### Information supplied
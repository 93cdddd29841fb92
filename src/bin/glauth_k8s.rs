use std::env;
use std::io::stderr;

use clap::{clap_app, crate_authors, crate_description, crate_version};
use tracing::{error, info};
use tracing_subscriber::EnvFilter;

use glauth::charm::{GlauthCharm, HookEvent};
use glauth::config::{CharmConfig, ConfigSchema};
use glauth::constants::WORKLOAD_CONTAINER;
use glauth::directory::PostgresDirectory;
use glauth::error::CharmError;
use glauth::hook_tools::{relation_id_from_env, HookTools};
use glauth::paths;
use glauth::workload::PebbleContainer;

/// Log to stderr, which Juju forwards to debug-log
///
/// `$RUST_LOG` wins over the charm's `log_level` option.
fn init_logging(log_level: &str) {
    let filter = EnvFilter::try_from_default_env()
        .or_else(|_| EnvFilter::try_new(log_level))
        .unwrap_or_else(|_| EnvFilter::new("info"));

    let _ = tracing_subscriber::fmt()
        .with_env_filter(filter)
        .with_ansi(false)
        .with_writer(stderr)
        .try_init();
}

fn main() -> Result<(), String> {
    let matches = clap_app!(glauth_k8s =>
        (version: crate_version!())
        (author: crate_authors!())
        (about: crate_description!())
        (@arg HOOK: --hook +takes_value "Hook to run instead of $JUJU_DISPATCH_PATH")
    )
    .get_matches();

    let backend = HookTools::from_env()?;
    let schema = ConfigSchema::load(paths::charm_dir()).ok();
    let config = CharmConfig::load(&backend, schema.as_ref());

    init_logging(
        config
            .as_ref()
            .map(|c| c.log_level.as_str())
            .unwrap_or("info"),
    );

    let config = config.map_err(|err| {
        error!("{}", err);
        err
    })?;

    let hook = match matches.value_of("HOOK") {
        Some(hook) => hook.to_string(),
        None => env::var("JUJU_DISPATCH_PATH")
            .map_err(|_| "Neither --hook nor $JUJU_DISPATCH_PATH is set".to_string())?,
    };

    let event = match HookEvent::parse(&hook, relation_id_from_env()?) {
        Ok(event) => event,
        Err(CharmError::UnknownHook(name)) => {
            info!("Nothing to do for {}", name);
            return Ok(());
        }
        Err(err) => return Err(err.into()),
    };

    let workload = PebbleContainer::new(WORKLOAD_CONTAINER);
    let charm = GlauthCharm::new(&backend, &workload, &PostgresDirectory, config);

    charm.handle(&event).map_err(|err| {
        error!("Handling {} failed: {}", event, err);
        err.into()
    })
}
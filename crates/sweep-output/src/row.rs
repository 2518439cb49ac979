//! Plain data row types written by output backends.

use sweep_core::OccupantId;
use sweep_sim::{Event, EventDetail};

use crate::OutputResult;

/// Which agent a track row belongs to.
#[derive(Debug, Clone, Copy, PartialEq, Eq)]
pub enum AgentRef {
    Responder,
    Occupant(OccupantId),
}

impl AgentRef {
    /// Stable text label: `responder` or `occupant_<i>`.
    pub fn label(self) -> String {
        match self {
            AgentRef::Responder => "responder".to_owned(),
            AgentRef::Occupant(id) => format!("occupant_{}", id.0),
        }
    }
}

/// One agent position after one step.
#[derive(Debug, Clone, Copy, PartialEq, Eq)]
pub struct TrackRow {
    pub agent: AgentRef,
    pub tick:  u64,
    pub y:     i32,
    pub x:     i32,
}

/// One event, with its detail encoded as a JSON object.
#[derive(Debug, Clone, PartialEq, Eq)]
pub struct EventRow {
    pub tick:   u64,
    pub kind:   &'static str,
    pub detail: String,
}

impl EventRow {
    /// Clearing events encode as `{"door_idx":i,"room_cell":[y,x]}`.
    pub fn from_event(event: &Event) -> OutputResult<Self> {
        let detail = match event.detail {
            EventDetail::Clear { door, room_cell } => serde_json::to_string(&serde_json::json!({
                "door_idx":  door.0,
                "room_cell": [room_cell.row, room_cell.col],
            }))?,
        };
        Ok(Self {
            tick: event.tick.0,
            kind: event.kind().label(),
            detail,
        })
    }
}

/// Final state of one door, in declaration order.
#[derive(Debug, Clone, Copy, PartialEq, Eq)]
pub struct DoorRow {
    pub door_idx: u32,
    pub door_y:   i32,
    pub door_x:   i32,
    pub cleared:  bool,
}

/// Number of cleared doors after one step.
#[derive(Debug, Clone, Copy, PartialEq, Eq)]
pub struct ClearedRow {
    pub tick:    u64,
    pub cleared: u32,
}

### Requirement
Check each line of the material for the word "EventDetail". State how many have it, and write nothing else.

### Task output
2